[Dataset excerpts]

//! Run entry points.
//!
//! [`run_enrichment`] wires the resolvers, limiter and SQLite sinks from a
//! [`Config`] and drives the batch; [`run_clean_cms`] applies CMS
//! validation to what is already stored.

mod batch;
mod input;

use std::sync::Arc;

use anyhow::{Context, Result};
use log::{info, warn};

pub use batch::{BatchDriver, BatchOptions, BatchReport};
pub use input::{parse_domain_lines, read_domains};

use crate::config::Config;
use crate::dns::DnsResolver;
use crate::enrich::Enricher;
use crate::initialization::{init_client, init_rate_limiter, init_resolver};
use crate::ip::IpResolver;
use crate::rate_limiter::TokioClock;
use crate::storage::{
    clean_cms, init_db_pool_with_path, run_migrations, CmsCleanReport, GraphSink,
    SqliteGraphSink, SqliteRelationalSink,
};
use crate::tech::TechClassifier;
use crate::whois::WhoisResolver;

/// Enriches every domain in `config.file` and stores the results.
///
/// # Errors
///
/// Returns an error if the input cannot be read or the database, HTTP client
/// or DNS resolver cannot be initialized. Failures of individual domains are
/// counted in the report instead.
pub async fn run_enrichment(config: Config) -> Result<BatchReport> {
    let domains = read_domains(&config.file, config.limit).await?;

    let pool = init_db_pool_with_path(&config.db_path)
        .await
        .context("Failed to initialize database pool")?;
    run_migrations(&pool)
        .await
        .context("Failed to run database migrations")?;

    let client = init_client(&config).context("Failed to initialize HTTP client")?;
    let resolver = init_resolver().context("Failed to initialize DNS resolver")?;
    let limiter = init_rate_limiter(&config);

    if config.iplocate_api_key.is_some() {
        info!("IPLocate enabled, ip-api.com fills missing fields");
    }
    info!(
        "IP lookups limited to {} per {}s",
        limiter.max_per_window(),
        limiter.window().as_secs()
    );

    let enricher = Enricher::new(
        Arc::new(WhoisResolver::new(config.call_timeout())),
        Arc::new(DnsResolver::new(resolver)),
        Arc::new(IpResolver::new(
            Arc::clone(&client),
            config.iplocate_api_key.clone(),
        )),
        Arc::new(TechClassifier::new(client)),
    );

    let options = BatchOptions {
        source: config.source.clone(),
        notes: config.notes.clone(),
        inter_domain_delay: config.inter_domain_delay(),
        skip_existing: config.skip_existing,
    };
    let mut driver = BatchDriver::new(
        enricher,
        limiter,
        Arc::new(SqliteRelationalSink::new(Arc::clone(&pool))),
        Arc::new(TokioClock),
        options,
    );
    if config.no_graph {
        info!("Graph store disabled");
    } else {
        driver = driver.with_graph(Arc::new(SqliteGraphSink::new(Arc::clone(&pool))));
    }

    let report = driver.run(domains).await?;

    if let Err(e) = sqlx::query("PRAGMA wal_checkpoint(TRUNCATE)")
        .execute(pool.as_ref())
        .await
    {
        warn!("Failed to checkpoint WAL file (this is non-critical): {}", e);
    }
    pool.close().await;

    driver.stats().log_summary();
    info!(
        "Stored {} of {} domain(s) in {:.1}s",
        report.stored, report.total_domains, report.elapsed_seconds
    );

    Ok(report)
}

/// Clears stored CMS values that fail CMS validation.
pub async fn run_clean_cms(config: Config) -> Result<CmsCleanReport> {
    let pool = init_db_pool_with_path(&config.db_path)
        .await
        .context("Failed to initialize database pool")?;
    run_migrations(&pool)
        .await
        .context("Failed to run database migrations")?;

    let relational = SqliteRelationalSink::new(Arc::clone(&pool));
    let graph_sink = SqliteGraphSink::new(Arc::clone(&pool));
    let graph: Option<&dyn GraphSink> = if config.no_graph {
        None
    } else {
        Some(&graph_sink)
    };

    let report = clean_cms(&relational, graph)
        .await
        .context("Failed to clean CMS values")?;
    pool.close().await;

    info!(
        "CMS cleanup: {} row(s) cleared, {} graph edge(s) removed",
        report.total_rows(),
        report.total_edges()
    );
    Ok(report)
}
//! Domain list input.
//!
//! One domain (or URL) per line. Blank lines and `#` comments are skipped,
//! every entry is normalized, invalid entries are logged and dropped, and
//! repeats keep their first position.

use std::collections::HashSet;
use std::path::Path;

use anyhow::{Context, Result};
use log::{info, warn};
use tokio::io::{AsyncBufReadExt, AsyncRead, BufReader};

use crate::domain::normalize_domain;

/// Reads the domain list from `path`, or stdin when `path` is `-`.
pub async fn read_domains(path: &Path, limit: Option<usize>) -> Result<Vec<String>> {
    let lines = if path.as_os_str() == "-" {
        info!("Reading domains from stdin");
        read_lines(tokio::io::stdin()).await?
    } else {
        let file = tokio::fs::File::open(path)
            .await
            .with_context(|| format!("Failed to open input file {}", path.display()))?;
        read_lines(file).await?
    };

    let domains = parse_domain_lines(lines, limit);
    info!("Loaded {} domain(s)", domains.len());
    Ok(domains)
}

async fn read_lines<R: AsyncRead + Unpin>(reader: R) -> Result<Vec<String>> {
    let mut lines = BufReader::new(reader).lines();
    let mut out = Vec::new();
    while let Some(line) = lines
        .next_line()
        .await
        .context("Failed to read line from input")?
    {
        out.push(line);
    }
    Ok(out)
}

/// Filters, normalizes and deduplicates raw input lines, keeping at most
/// `limit` domains.
pub fn parse_domain_lines<I>(lines: I, limit: Option<usize>) -> Vec<String>
where
    I: IntoIterator,
    I::Item: AsRef<str>,
{
    let mut seen = HashSet::new();
    let mut domains = Vec::new();

    for line in lines {
        if limit.is_some_and(|max| domains.len() >= max) {
            break;
        }
        let trimmed = line.as_ref().trim();
        if trimmed.is_empty() || trimmed.starts_with('#') {
            continue;
        }
        match normalize_domain(trimmed) {
            Ok(domain) => {
                if seen.insert(domain.clone()) {
                    domains.push(domain);
                } else {
                    log::debug!("Skipping repeated domain {}", domain);
                }
            }
            Err(e) => warn!("Skipping invalid input line '{}': {}", trimmed, e),
        }
    }

    domains
}
//! Rate limiter initialization.

use std::sync::Arc;

use crate::config::{Config, RATE_LIMIT_SAFETY_MARGIN};
use crate::rate_limiter::{FixedWindowLimiter, TokioClock};

/// Initializes the IP lookup limiter from the run configuration.
///
/// The limiter is the only state shared across domains; it is handed to the
/// orchestrator for every enrichment of the run.
pub fn init_rate_limiter(config: &Config) -> Arc<FixedWindowLimiter> {
    Arc::new(FixedWindowLimiter::new(
        config.ip_lookups_per_window,
        config.window(),
        RATE_LIMIT_SAFETY_MARGIN,
        Arc::new(TokioClock),
    ))
}

#[cfg(test)]
mod tests {
    use super::*;

    #[test]
    fn test_init_rate_limiter_uses_config() {
        let config = Config {
            ip_lookups_per_window: 7,
            window_seconds: 30,
            ..Default::default()
        };
        let limiter = init_rate_limiter(&config);
        assert_eq!(limiter.max_per_window(), 7);
        assert_eq!(limiter.window(), std::time::Duration::from_secs(30));
    }
}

_DIRECTIONS_
Could you quote, exactly as they appear, the line containing "to read line" and every line after it to the end of the records above?

_THE ANSWER_
        .context("Failed to read line from input")?
    {
        out.push(line);
    }
    Ok(out)
}

/// Filters, normalizes and deduplicates raw input lines, keeping at most
/// `limit` domains.
pub fn parse_domain_lines<I>(lines: I, limit: Option<usize>) -> Vec<String>
where
    I: IntoIterator,
    I::Item: AsRef<str>,
{
    let mut seen = HashSet::new();
    let mut domains = Vec::new();

    for line in lines {
        if limit.is_some_and(|max| domains.len() >= max) {
            break;
        }
        let trimmed = line.as_ref().trim();
        if trimmed.is_empty() || trimmed.starts_with('#') {
            continue;
        }
        match normalize_domain(trimmed) {
            Ok(domain) => {
                if seen.insert(domain.clone()) {
                    domains.push(domain);
                } else {
                    log::debug!("Skipping repeated domain {}", domain);
                }
            }
            Err(e) => warn!("Skipping invalid input line '{}': {}", trimmed, e),
        }
    }

    domains
}
//! Rate limiter initialization.

use std::sync::Arc;

use crate::config::{Config, RATE_LIMIT_SAFETY_MARGIN};
use crate::rate_limiter::{FixedWindowLimiter, TokioClock};

/// Initializes the IP lookup limiter from the run configuration.
///
/// The limiter is the only state shared across domains; it is handed to the
/// orchestrator for every enrichment of the run.
pub fn init_rate_limiter(config: &Config) -> Arc<FixedWindowLimiter> {
    Arc::new(FixedWindowLimiter::new(
        config.ip_lookups_per_window,
        config.window(),
        RATE_LIMIT_SAFETY_MARGIN,
        Arc::new(TokioClock),
    ))
}

#[cfg(test)]
mod tests {
    use super::*;

    #[test]
    fn test_init_rate_limiter_uses_config() {
        let config = Config {
            ip_lookups_per_window: 7,
            window_seconds: 30,
            ..Default::default()
        };
        let limiter = init_rate_limiter(&config);
        assert_eq!(limiter.max_per_window(), 7);
        assert_eq!(limiter.window(), std::time::Duration::from_secs(30));
    }
}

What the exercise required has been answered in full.